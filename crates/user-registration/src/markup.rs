//! Script-injection screening shared by free-text validators.
//!
//! This is a defensive input filter, not a sanitiser: it rejects values that
//! look like HTML tags, `javascript:` URIs, or inline event handlers.

use std::sync::OnceLock;

use regex::Regex;

static MARKUP_PATTERNS: OnceLock<[Regex; 3]> = OnceLock::new();

fn markup_patterns() -> &'static [Regex; 3] {
    MARKUP_PATTERNS.get_or_init(|| {
        [r"<[^>]*>", r"(?i)javascript:", r"(?i)on[a-z0-9_]+\s*="].map(|pattern| {
            Regex::new(pattern)
                .unwrap_or_else(|error| panic!("markup pattern {pattern} failed to compile: {error}"))
        })
    })
}

/// Returns `true` when `value` contains an HTML tag, a `javascript:` scheme,
/// or an `on<word>=` inline handler.
///
/// # Examples
/// ```
/// use user_registration::contains_script_markup;
///
/// assert!(contains_script_markup("<script>alert(1)</script>"));
/// assert!(contains_script_markup("JavaScript:void(0)"));
/// assert!(contains_script_markup("x onerror = y"));
/// assert!(!contains_script_markup("Jean-Pierre"));
/// ```
#[must_use]
pub fn contains_script_markup(value: &str) -> bool {
    markup_patterns()
        .iter()
        .any(|pattern| pattern.is_match(value))
}

#[cfg(test)]
mod tests {
    use super::*;
    use rstest::rstest;

    #[rstest]
    #[case("<b>")]
    #[case("<>")]
    #[case("name<img src=x>")]
    #[case("javascript:alert(1)")]
    #[case("JAVASCRIPT:")]
    #[case("onload=boom")]
    #[case("OnClick  =go")]
    fn flags_markup(#[case] value: &str) {
        assert!(contains_script_markup(value));
    }

    #[rstest]
    #[case("O'Brien")]
    #[case("a < b")]
    #[case("java script")]
    #[case("Simone")]
    #[case("on=")]
    fn passes_plain_text(#[case] value: &str) {
        assert!(!contains_script_markup(value));
    }
}
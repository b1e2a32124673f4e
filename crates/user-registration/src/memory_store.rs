//! In-process [`UserStore`] adapter standing in for device-local storage.

use std::sync::{Mutex, MutexGuard};

use crate::ports::{UserStore, UserStoreError};
use crate::record::ValidatedRecord;

/// Vector-backed user store.
#[derive(Debug, Default)]
pub struct InMemoryUserStore {
    records: Mutex<Vec<ValidatedRecord>>,
}

impl InMemoryUserStore {
    /// Create an empty store.
    #[must_use]
    pub fn new() -> Self {
        Self::default()
    }

    fn records(&self) -> Result<MutexGuard<'_, Vec<ValidatedRecord>>, UserStoreError> {
        self.records
            .lock()
            .map_err(|_| UserStoreError::unavailable("user store lock poisoned"))
    }
}

impl UserStore for InMemoryUserStore {
    fn contains_email(&self, email: &str) -> Result<bool, UserStoreError> {
        Ok(self
            .records()?
            .iter()
            .any(|record| record.email() == email))
    }

    fn create(&self, record: &ValidatedRecord) -> Result<(), UserStoreError> {
        self.records()?.push(record.clone());
        Ok(())
    }

    fn list(&self) -> Result<Vec<ValidatedRecord>, UserStoreError> {
        Ok(self.records()?.clone())
    }
}
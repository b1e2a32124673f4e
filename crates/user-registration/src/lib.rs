//! Validation engine for user registration records.
//!
//! Each field of a registration form has a pure validator that either
//! accepts the value or returns a [`ClassifiedError`] carrying a stable
//! [`ErrorCode`]. The aggregate validators compose them over a JSON record
//! whose keys are fixed by the configured [`RecordShape`], and the
//! [`RegistrationService`] only hands a record to storage once it has
//! passed.
//!
//! # Overview
//!
//! - Field validators: identity (names), email, postal code, city, and
//!   birth date / legal age. Each has a typed form and a `*_value` form for
//!   raw JSON input where a value may be absent or of the wrong type.
//! - Aggregate validation: [`validate_user`] (boolean gate),
//!   [`check_user`] (first failure), [`collect_user_errors`] (every
//!   failure).
//! - Configuration: [`ValidationConfig`], loadable through
//!   [`ValidationSettings`].
//! - Persistence gating: [`RegistrationService`] over a [`UserStore`].
//! - The `check-registration` command, driven from [`check_cli`].
//!
//! Validators never read the clock; the reference date for age checks is an
//! argument, and only the `*_today` wrappers take a [`mockable::Clock`].
//!
//! # Example
//!
//! ```
//! use chrono::NaiveDate;
//! use serde_json::json;
//! use user_registration::{ErrorCode, ValidationConfig, validate_email, validate_user};
//!
//! let err = validate_email("user..name@example.com").expect_err("consecutive dots");
//! assert_eq!(err.code(), ErrorCode::InvalidEmailFormat);
//!
//! let record = json!({
//!     "name": "Jean",
//!     "username": "Dupont",
//!     "email": "jean@x.com",
//!     "city": "Paris",
//!     "postalCode": "75001"
//! });
//! let today = NaiveDate::from_ymd_opt(2026, 10, 19).expect("valid date");
//! assert!(validate_user(&record, &ValidationConfig::default(), today));
//! ```

mod age;
pub mod check_cli;
mod city;
mod email;
mod error;
mod identity;
mod markup;
mod memory_store;
pub mod ports;
mod postal_code;
mod raw;
mod record;
mod registration;
mod settings;
#[cfg(test)]
mod test_support;
mod user;

pub use age::{
    MAXIMUM_AGE, MINIMUM_AGE, age_on, parse_birth_date, validate_age, validate_age_today,
    validate_age_value,
};
pub use city::{validate_city, validate_city_value};
pub use email::{EMAIL_MAX_LENGTH, validate_email, validate_email_value};
pub use error::{ClassifiedError, ErrorCode, FieldError};
pub use identity::{
    IDENTITY_MAX_LENGTH, IDENTITY_MIN_LENGTH, validate_identity, validate_identity_value,
};
pub use markup::contains_script_markup;
pub use memory_store::InMemoryUserStore;
pub use ports::{UserStore, UserStoreError};
pub use postal_code::{
    PostalCodeFormat, UnknownPostalCodeFormat, validate_postal_code, validate_postal_code_value,
};
pub use record::{Field, RecordShape, UnknownRecordShape, ValidatedRecord};
pub use registration::{RegistrationError, RegistrationService};
pub use settings::{ConfigError, ValidationSettings};
pub use user::{
    ValidationConfig, check_user, collect_user_errors, validate_user, validate_user_today,
};
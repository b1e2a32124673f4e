//! Shared fixtures for unit tests.

use std::sync::Arc;

use chrono::{DateTime, Local, TimeZone, Utc};
use mockable::Clock;
use rstest::fixture;

struct FixtureClock {
    utc_now: DateTime<Utc>,
}

impl Clock for FixtureClock {
    fn local(&self) -> DateTime<Local> {
        self.utc_now.with_timezone(&Local)
    }

    fn utc(&self) -> DateTime<Utc> {
        self.utc_now
    }
}

pub(crate) fn utc_timestamp(
    year: i32,
    month: u32,
    day: u32,
    hour: u32,
    minute: u32,
    second: u32,
) -> DateTime<Utc> {
    Utc.with_ymd_and_hms(year, month, day, hour, minute, second)
        .single()
        .expect("valid fixture timestamp")
}

pub(crate) fn clock_at_timestamp(utc_now: DateTime<Utc>) -> Arc<dyn Clock> {
    Arc::new(FixtureClock { utc_now })
}

/// Clock reading 09:00 UTC on the given day.
pub(crate) fn clock_at(year: i32, month: u32, day: u32) -> Arc<dyn Clock> {
    clock_at_timestamp(utc_timestamp(year, month, day, 9, 0, 0))
}

/// Clock fixed at 2026-10-19 09:00 UTC.
#[fixture]
pub(crate) fn fixture_clock() -> Arc<dyn Clock> {
    clock_at(2026, 10, 19)
}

» Your task: Please repeat the data in full so that nothing differs from the original.

» Solution for this task:
filename crates/user-registration/src/markup.rs
//! Script-injection screening shared by free-text validators.
//!
//! This is a defensive input filter, not a sanitiser: it rejects values that
//! look like HTML tags, `javascript:` URIs, or inline event handlers.

use std::sync::OnceLock;

use regex::Regex;

static MARKUP_PATTERNS: OnceLock<[Regex; 3]> = OnceLock::new();

fn markup_patterns() -> &'static [Regex; 3] {
    MARKUP_PATTERNS.get_or_init(|| {
        [r"<[^>]*>", r"(?i)javascript:", r"(?i)on[a-z0-9_]+\s*="].map(|pattern| {
            Regex::new(pattern)
                .unwrap_or_else(|error| panic!("markup pattern {pattern} failed to compile: {error}"))
        })
    })
}

/// Returns `true` when `value` contains an HTML tag, a `javascript:` scheme,
/// or an `on<word>=` inline handler.
///
/// # Examples
/// ```
/// use user_registration::contains_script_markup;
///
/// assert!(contains_script_markup("<script>alert(1)</script>"));
/// assert!(contains_script_markup("JavaScript:void(0)"));
/// assert!(contains_script_markup("x onerror = y"));
/// assert!(!contains_script_markup("Jean-Pierre"));
/// ```
#[must_use]
pub fn contains_script_markup(value: &str) -> bool {
    markup_patterns()
        .iter()
        .any(|pattern| pattern.is_match(value))
}

#[cfg(test)]
mod tests {
    use super::*;
    use rstest::rstest;

    #[rstest]
    #[case("<b>")]
    #[case("<>")]
    #[case("name<img src=x>")]
    #[case("javascript:alert(1)")]
    #[case("JAVASCRIPT:")]
    #[case("onload=boom")]
    #[case("OnClick  =go")]
    fn flags_markup(#[case] value: &str) {
        assert!(contains_script_markup(value));
    }

    #[rstest]
    #[case("O'Brien")]
    #[case("a < b")]
    #[case("java script")]
    #[case("Simone")]
    #[case("on=")]
    fn passes_plain_text(#[case] value: &str) {
        assert!(!contains_script_markup(value));
    }
}
repository b1e2a32124673f4e
filename crates/user-registration/src/memory_store.rs
//! In-process [`UserStore`] adapter standing in for device-local storage.

use std::sync::{Mutex, MutexGuard};

use crate::ports::{UserStore, UserStoreError};
use crate::record::ValidatedRecord;

/// Vector-backed user store.
#[derive(Debug, Default)]
pub struct InMemoryUserStore {
    records: Mutex<Vec<ValidatedRecord>>,
}

impl InMemoryUserStore {
    /// Create an empty store.
    #[must_use]
    pub fn new() -> Self {
        Self::default()
    }

    fn records(&self) -> Result<MutexGuard<'_, Vec<ValidatedRecord>>, UserStoreError> {
        self.records
            .lock()
            .map_err(|_| UserStoreError::unavailable("user store lock poisoned"))
    }
}

impl UserStore for InMemoryUserStore {
    fn contains_email(&self, email: &str) -> Result<bool, UserStoreError> {
        Ok(self
            .records()?
            .iter()
            .any(|record| record.email() == email))
    }

    fn create(&self, record: &ValidatedRecord) -> Result<(), UserStoreError> {
        self.records()?.push(record.clone());
        Ok(())
    }

    fn list(&self) -> Result<Vec<ValidatedRecord>, UserStoreError> {
        Ok(self.records()?.clone())
    }
}
repository b1e2a32124673f4e
filename crates/user-registration/src/lib.rs
//! Validation engine for user registration records.
//!
//! Each field of a registration form has a pure validator that either
//! accepts the value or returns a [`ClassifiedError`] carrying a stable
//! [`ErrorCode`]. The aggregate validators compose them over a JSON record
//! whose keys are fixed by the configured [`RecordShape`], and the
//! [`RegistrationService`] only hands a record to storage once it has
//! passed.
//!
//! # Overview
//!
//! - Field validators: identity (names), email, postal code, city, and
//!   birth date / legal age. Each has a typed form and a `*_value` form for
//!   raw JSON input where a value may be absent or of the wrong type.
//! - Aggregate validation: [`validate_user`] (boolean gate),
//!   [`check_user`] (first failure), [`collect_user_errors`] (every
//!   failure).
//! - Configuration: [`ValidationConfig`], loadable through
//!   [`ValidationSettings`].
//! - Persistence gating: [`RegistrationService`] over a [`UserStore`].
//! - The `check-registration` command, driven from [`check_cli`].
//!
//! Validators never read the clock; the reference date for age checks is an
//! argument, and only the `*_today` wrappers take a [`mockable::Clock`].
//!
//! # Example
//!
//! ```
//! use chrono::NaiveDate;
//! use serde_json::json;
//! use user_registration::{ErrorCode, ValidationConfig, validate_email, validate_user};
//!
//! let err = validate_email("user..name@example.com").expect_err("consecutive dots");
//! assert_eq!(err.code(), ErrorCode::InvalidEmailFormat);
//!
//! let record = json!({
//!     "name": "Jean",
//!     "username": "Dupont",
//!     "email": "jean@x.com",
//!     "city": "Paris",
//!     "postalCode": "75001"
//! });
//! let today = NaiveDate::from_ymd_opt(2026, 10, 19).expect("valid date");
//! assert!(validate_user(&record, &ValidationConfig::default(), today));
//! ```

mod age;
pub mod check_cli;
mod city;
mod email;
mod error;
mod identity;
mod markup;
mod memory_store;
pub mod ports;
mod postal_code;
mod raw;
mod record;
mod registration;
mod settings;
#[cfg(test)]
mod test_support;
mod user;

pub use age::{
    MAXIMUM_AGE, MINIMUM_AGE, age_on, parse_birth_date, validate_age, validate_age_today,
    validate_age_value,
};
pub use city::{validate_city, validate_city_value};
pub use email::{EMAIL_MAX_LENGTH, validate_email, validate_email_value};
pub use error::{ClassifiedError, ErrorCode, FieldError};
pub use identity::{
    IDENTITY_MAX_LENGTH, IDENTITY_MIN_LENGTH, validate_identity, validate_identity_value,
};
pub use markup::contains_script_markup;
pub use memory_store::InMemoryUserStore;
pub use ports::{UserStore, UserStoreError};
pub use postal_code::{
    PostalCodeFormat, UnknownPostalCodeFormat, validate_postal_code, validate_postal_code_value,
};
pub use record::{Field, RecordShape, UnknownRecordShape, ValidatedRecord};
pub use registration::{RegistrationError, RegistrationService};
pub use settings::{ConfigError, ValidationSettings};
pub use user::{
    ValidationConfig, check_user, collect_user_errors, validate_user, validate_user_today,
};
repository b1e2a32124673f4e
//! Shared fixtures for unit tests.

use std::sync::Arc;

use chrono::{DateTime, Local, TimeZone, Utc};
use mockable::Clock;
use rstest::fixture;

struct FixtureClock {
    utc_now: DateTime<Utc>,
}

impl Clock for FixtureClock {
    fn local(&self) -> DateTime<Local> {
        self.utc_now.with_timezone(&Local)
    }

    fn utc(&self) -> DateTime<Utc> {
        self.utc_now
    }
}

pub(crate) fn utc_timestamp(
    year: i32,
    month: u32,
    day: u32,
    hour: u32,
    minute: u32,
    second: u32,
) -> DateTime<Utc> {
    Utc.with_ymd_and_hms(year, month, day, hour, minute, second)
        .single()
        .expect("valid fixture timestamp")
}

pub(crate) fn clock_at_timestamp(utc_now: DateTime<Utc>) -> Arc<dyn Clock> {
    Arc::new(FixtureClock { utc_now })
}

/// Clock reading 09:00 UTC on the given day.
pub(crate) fn clock_at(year: i32, month: u32, day: u32) -> Arc<dyn Clock> {
    clock_at_timestamp(utc_timestamp(year, month, day, 9, 0, 0))
}

/// Clock fixed at 2026-10-19 09:00 UTC.
#[fixture]
pub(crate) fn fixture_clock() -> Arc<dyn Clock> {
    clock_at(2026, 10, 19)
}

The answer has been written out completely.